## REQUIRED ACTION
Extract, unchanged, each line of the listing below from its first line through the line that contains "rotation, derives write", inclusive, and nothing else.

== EXCERPTED DATA ==

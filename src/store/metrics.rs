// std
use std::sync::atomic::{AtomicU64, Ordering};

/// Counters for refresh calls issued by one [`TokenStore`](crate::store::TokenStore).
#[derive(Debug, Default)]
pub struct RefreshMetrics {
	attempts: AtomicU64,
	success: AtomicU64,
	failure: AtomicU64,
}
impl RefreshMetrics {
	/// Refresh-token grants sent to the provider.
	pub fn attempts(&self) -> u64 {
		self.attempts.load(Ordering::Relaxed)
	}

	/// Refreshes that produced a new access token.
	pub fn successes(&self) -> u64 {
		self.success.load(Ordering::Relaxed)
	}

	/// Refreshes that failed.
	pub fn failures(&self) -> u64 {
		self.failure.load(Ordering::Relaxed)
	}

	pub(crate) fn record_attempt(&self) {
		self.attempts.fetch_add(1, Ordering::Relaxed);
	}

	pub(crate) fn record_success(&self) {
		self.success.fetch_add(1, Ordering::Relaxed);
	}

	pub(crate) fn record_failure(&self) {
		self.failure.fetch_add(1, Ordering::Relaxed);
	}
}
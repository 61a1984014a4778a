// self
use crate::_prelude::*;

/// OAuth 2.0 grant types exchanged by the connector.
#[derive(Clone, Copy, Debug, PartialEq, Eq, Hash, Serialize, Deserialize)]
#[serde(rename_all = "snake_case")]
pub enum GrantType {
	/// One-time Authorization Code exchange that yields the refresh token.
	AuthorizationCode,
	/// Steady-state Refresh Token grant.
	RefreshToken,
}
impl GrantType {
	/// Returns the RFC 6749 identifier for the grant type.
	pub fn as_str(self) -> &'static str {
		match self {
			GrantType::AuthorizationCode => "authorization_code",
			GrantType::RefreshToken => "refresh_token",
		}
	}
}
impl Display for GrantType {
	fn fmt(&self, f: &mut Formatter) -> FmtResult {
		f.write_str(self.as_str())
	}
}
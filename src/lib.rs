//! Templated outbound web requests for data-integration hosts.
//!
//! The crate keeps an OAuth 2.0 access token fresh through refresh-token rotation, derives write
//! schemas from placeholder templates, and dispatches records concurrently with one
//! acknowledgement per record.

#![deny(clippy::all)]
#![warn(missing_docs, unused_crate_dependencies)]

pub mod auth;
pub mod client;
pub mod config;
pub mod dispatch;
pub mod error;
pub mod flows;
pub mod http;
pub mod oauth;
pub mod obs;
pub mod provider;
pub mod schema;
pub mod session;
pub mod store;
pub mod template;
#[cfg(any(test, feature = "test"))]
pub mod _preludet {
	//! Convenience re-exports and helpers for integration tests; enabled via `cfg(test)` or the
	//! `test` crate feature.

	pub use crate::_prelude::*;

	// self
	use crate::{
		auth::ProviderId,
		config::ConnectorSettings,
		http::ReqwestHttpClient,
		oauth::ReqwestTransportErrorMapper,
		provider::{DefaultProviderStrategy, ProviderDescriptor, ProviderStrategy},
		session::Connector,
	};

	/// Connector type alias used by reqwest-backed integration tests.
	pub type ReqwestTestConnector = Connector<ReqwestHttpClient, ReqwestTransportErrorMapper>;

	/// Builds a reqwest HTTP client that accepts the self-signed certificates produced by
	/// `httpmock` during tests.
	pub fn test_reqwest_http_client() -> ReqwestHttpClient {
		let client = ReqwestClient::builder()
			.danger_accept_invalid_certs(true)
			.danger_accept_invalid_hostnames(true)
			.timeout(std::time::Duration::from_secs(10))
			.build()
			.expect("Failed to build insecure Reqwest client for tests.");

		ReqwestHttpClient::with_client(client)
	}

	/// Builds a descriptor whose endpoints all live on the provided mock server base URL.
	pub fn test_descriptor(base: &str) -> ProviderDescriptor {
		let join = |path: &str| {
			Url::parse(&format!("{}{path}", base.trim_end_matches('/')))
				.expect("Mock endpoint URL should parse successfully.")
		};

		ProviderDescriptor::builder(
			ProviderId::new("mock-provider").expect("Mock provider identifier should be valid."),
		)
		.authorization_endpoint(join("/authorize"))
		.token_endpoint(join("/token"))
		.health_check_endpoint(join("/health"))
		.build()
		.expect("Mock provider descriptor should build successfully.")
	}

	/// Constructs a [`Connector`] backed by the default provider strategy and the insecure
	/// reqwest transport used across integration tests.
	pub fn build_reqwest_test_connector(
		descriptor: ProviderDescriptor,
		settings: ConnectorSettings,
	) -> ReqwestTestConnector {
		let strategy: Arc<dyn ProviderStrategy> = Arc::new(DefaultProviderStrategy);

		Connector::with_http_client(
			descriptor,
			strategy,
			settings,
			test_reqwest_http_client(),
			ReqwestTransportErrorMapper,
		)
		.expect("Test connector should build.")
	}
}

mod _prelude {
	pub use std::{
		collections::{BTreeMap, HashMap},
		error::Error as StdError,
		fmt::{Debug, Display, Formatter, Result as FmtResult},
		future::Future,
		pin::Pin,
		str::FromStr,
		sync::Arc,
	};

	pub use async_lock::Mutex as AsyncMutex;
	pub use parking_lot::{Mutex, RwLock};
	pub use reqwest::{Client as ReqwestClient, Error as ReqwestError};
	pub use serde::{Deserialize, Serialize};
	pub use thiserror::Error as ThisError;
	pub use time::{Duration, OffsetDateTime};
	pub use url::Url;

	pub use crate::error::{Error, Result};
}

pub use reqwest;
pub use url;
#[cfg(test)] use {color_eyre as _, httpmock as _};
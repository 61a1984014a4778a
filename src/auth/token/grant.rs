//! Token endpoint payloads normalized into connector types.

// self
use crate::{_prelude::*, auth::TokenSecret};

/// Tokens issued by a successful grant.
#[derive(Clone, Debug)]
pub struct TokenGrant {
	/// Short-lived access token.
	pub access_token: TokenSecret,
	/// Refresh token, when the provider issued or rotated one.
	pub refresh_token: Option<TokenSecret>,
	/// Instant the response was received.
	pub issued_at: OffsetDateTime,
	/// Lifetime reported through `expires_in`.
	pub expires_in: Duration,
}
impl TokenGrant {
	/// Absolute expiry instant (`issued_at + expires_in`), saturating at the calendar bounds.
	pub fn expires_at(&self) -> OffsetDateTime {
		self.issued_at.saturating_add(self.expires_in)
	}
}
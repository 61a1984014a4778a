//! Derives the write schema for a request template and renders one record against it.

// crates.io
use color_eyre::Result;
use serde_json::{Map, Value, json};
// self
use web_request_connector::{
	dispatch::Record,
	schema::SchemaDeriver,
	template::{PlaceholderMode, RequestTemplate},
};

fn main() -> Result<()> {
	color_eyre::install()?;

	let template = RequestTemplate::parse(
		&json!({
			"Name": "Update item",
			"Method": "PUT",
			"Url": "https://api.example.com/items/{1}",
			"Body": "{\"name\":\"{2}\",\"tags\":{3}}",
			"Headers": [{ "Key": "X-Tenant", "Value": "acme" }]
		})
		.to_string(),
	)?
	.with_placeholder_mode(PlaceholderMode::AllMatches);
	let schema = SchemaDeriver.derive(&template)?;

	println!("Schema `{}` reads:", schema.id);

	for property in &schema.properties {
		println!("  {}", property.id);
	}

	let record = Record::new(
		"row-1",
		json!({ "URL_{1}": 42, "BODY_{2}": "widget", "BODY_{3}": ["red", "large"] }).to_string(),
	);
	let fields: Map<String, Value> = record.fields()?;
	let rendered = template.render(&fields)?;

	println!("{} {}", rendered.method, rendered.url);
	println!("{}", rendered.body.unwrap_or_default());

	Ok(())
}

===

## REPLY TO THE TASK
filename src/store/metrics.rs
// std
use std::sync::atomic::{AtomicU64, Ordering};

/// Counters for refresh calls issued by one [`TokenStore`](crate::store::TokenStore).
#[derive(Debug, Default)]
pub struct RefreshMetrics {
	attempts: AtomicU64,
	success: AtomicU64,
	failure: AtomicU64,
}
impl RefreshMetrics {
	/// Refresh-token grants sent to the provider.
	pub fn attempts(&self) -> u64 {
		self.attempts.load(Ordering::Relaxed)
	}

	/// Refreshes that produced a new access token.
	pub fn successes(&self) -> u64 {
		self.success.load(Ordering::Relaxed)
	}

	/// Refreshes that failed.
	pub fn failures(&self) -> u64 {
		self.failure.load(Ordering::Relaxed)
	}

	pub(crate) fn record_attempt(&self) {
		self.attempts.fetch_add(1, Ordering::Relaxed);
	}

	pub(crate) fn record_success(&self) {
		self.success.fetch_add(1, Ordering::Relaxed);
	}

	pub(crate) fn record_failure(&self) {
		self.failure.fetch_add(1, Ordering::Relaxed);
	}
}
repository 61a1984014a4778a
// self
use crate::_prelude::*;

/// OAuth 2.0 grant types exchanged by the connector.
#[derive(Clone, Copy, Debug, PartialEq, Eq, Hash, Serialize, Deserialize)]
#[serde(rename_all = "snake_case")]
pub enum GrantType {
	/// One-time Authorization Code exchange that yields the refresh token.
	AuthorizationCode,
	/// Steady-state Refresh Token grant.
	RefreshToken,
}
impl GrantType {
	/// Returns the RFC 6749 identifier for the grant type.
	pub fn as_str(self) -> &'static str {
		match self {
			GrantType::AuthorizationCode => "authorization_code",
			GrantType::RefreshToken => "refresh_token",
		}
	}
}
impl Display for GrantType {
	fn fmt(&self, f: &mut Formatter) -> FmtResult {
		f.write_str(self.as_str())
	}
}
filename src/lib.rs
//! Templated outbound web requests for data-integration hosts.
//!
//! The crate keeps an OAuth 2.0 access token fresh through refresh-token rotation, derives write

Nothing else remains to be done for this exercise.